Arthur Andersen LLP, based in Chicago, was convicted of obstruction of justice last month related to an investigation into Enron Corp.’s complex accounting practices. 

“With all the negative stuff that’s come out of this, sooner or later you have to laugh about it,” Beavers general manager Mark Schuster said. 

Portland plays at PGE Park, named for Portland General Electric, a utility owned by Enron. 


Prohibition ends in Ohio town 69 years after it ended in US 


TALLMADGE, Ohio — Prohibition has finally ended for this Akron suburb. 

For the first time in more than 80 years, alcohol sales became legal Monday in Tallmadge, with Mayor Christopher Grimm getting things going by sipping on a microbrew beer at Delanie’s Neighborhood Grille. 

When Prohibition ended in 1933, Tallmadge refused to allow local sales, fearful of too many taverns. 

The change, approved by voters last year, was prompted by a desire to attract chain restaurants that depend on liquor sales. 

“It’s definitely not a coincidence that there are no big chain restaurants in Tallmadge,” said Delanie’s owner, Nicholas Dadich. “It’s because it has been dry.” 


‘Botox party’ theme too flip 


BALTIMORE — A “Botox Night” at a world-renowned medical center is furrowing the brows of some consumer advocates. 

A Johns Hopkins Hospital spokesman defended the event as an informational seminar, though people who attend the free event will be able to receive Botox treatments. 

“We think it’s insidious erosion of the culture of medicine being promoted by an institution that counts itself as one of the world’s leading medical centers,” Dr. Peter Lurie, deputy director of Public Citizen’s Health Research Group, said Tuesday. 

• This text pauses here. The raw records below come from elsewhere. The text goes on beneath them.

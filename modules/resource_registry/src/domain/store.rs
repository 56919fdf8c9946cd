//! Key/value store abstraction backing a registry
//!
//! The registry keeps every record in one string-keyed store. The trait is
//! the seam for alternative containers; the in-memory implementation lives
//! in infra/storage/memory.rs.

use crate::contract::{Feature, Item};
use std::sync::Arc;

/// Error type for store operations
#[derive(Debug, Clone, PartialEq, Eq, thiserror::Error)]
pub enum StoreError {
    #[error("Key already registered: {0}")]
    KeyExists(String),

    #[error("Key not found: {0}")]
    KeyNotFound(String),
}

/// Record kept under a store key
#[derive(Debug, Clone, PartialEq)]
pub enum StoreEntry {
    /// Feature stored under its qualified key
    Feature(Arc<Feature>),
    /// Bare-key index entry pointing at a qualified key
    Index(String),
    /// Arbitrary item registered directly with the registry
    Item(Item),
}

impl StoreEntry {
    pub fn as_feature(&self) -> Option<&Arc<Feature>> {
        match self {
            Self::Feature(feature) => Some(feature),
            _ => None,
        }
    }

    pub fn as_index(&self) -> Option<&str> {
        match self {
            Self::Index(qualified) => Some(qualified),
            _ => None,
        }
    }

    pub fn as_item(&self) -> Option<&Item> {
        match self {
            Self::Item(item) => Some(item),
            _ => None,
        }
    }
}

/// String-keyed store with insertion ordered enumeration
pub trait KeyValueStore: Send + Sync {
    /// Register an entry; fails if the key is already present
    fn register(&mut self, key: String, entry: StoreEntry) -> Result<(), StoreError>;

    /// Resolve an entry; fails if the key is absent
    fn resolve(&self, key: &str) -> Result<&StoreEntry, StoreError>;

    /// Check if a key is present
    fn contains(&self, key: &str) -> bool;

    /// All keys in insertion order
    fn keys(&self) -> Vec<String>;

    /// All entries in insertion order
    fn entries(&self) -> Box<dyn Iterator<Item = (&str, &StoreEntry)> + '_>;

    fn len(&self) -> usize;

    fn is_empty(&self) -> bool {
        self.len() == 0
    }
}

impl From<StoreError> for crate::contract::RegistryError {
    fn from(error: StoreError) -> Self {
        match error {
            StoreError::KeyExists(key) => Self::DuplicateFeature { key },
            StoreError::KeyNotFound(key) => Self::FeatureNotFound { key },
        }
    }
}
//! Domain layer - registry, cascading enablement and resolved features

pub mod namespace;
pub mod registry;
pub mod resolved;
pub mod store;
pub mod validation;

pub use namespace::{parent_namespace, qualified_key};
pub use registry::Registry;
pub use resolved::ResolvedFeature;
pub use store::{KeyValueStore, StoreEntry, StoreError};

Gary Stephenson, a spokesman for Johns Hopkins, said the event was designed purely for Hopkins staff and employees who were interested in the purified strain of poisonous botulism used to smooth frown lines. 

He emphasized that procedures would be done by a trained physician and said Hopkins regularly holds similar events for other medical developments. 

Lurie said the reception, which includes refreshments, sounded much like Botox parties that have sprung up in spas or at upscale private homes, where alcohol and on-the-spot injections of Botox can be had. 

Stephenson said the letter about the event may have been “a bit lighthearted.” 

“We surely did not want to characterize this as a Botox party,” Stephenson said.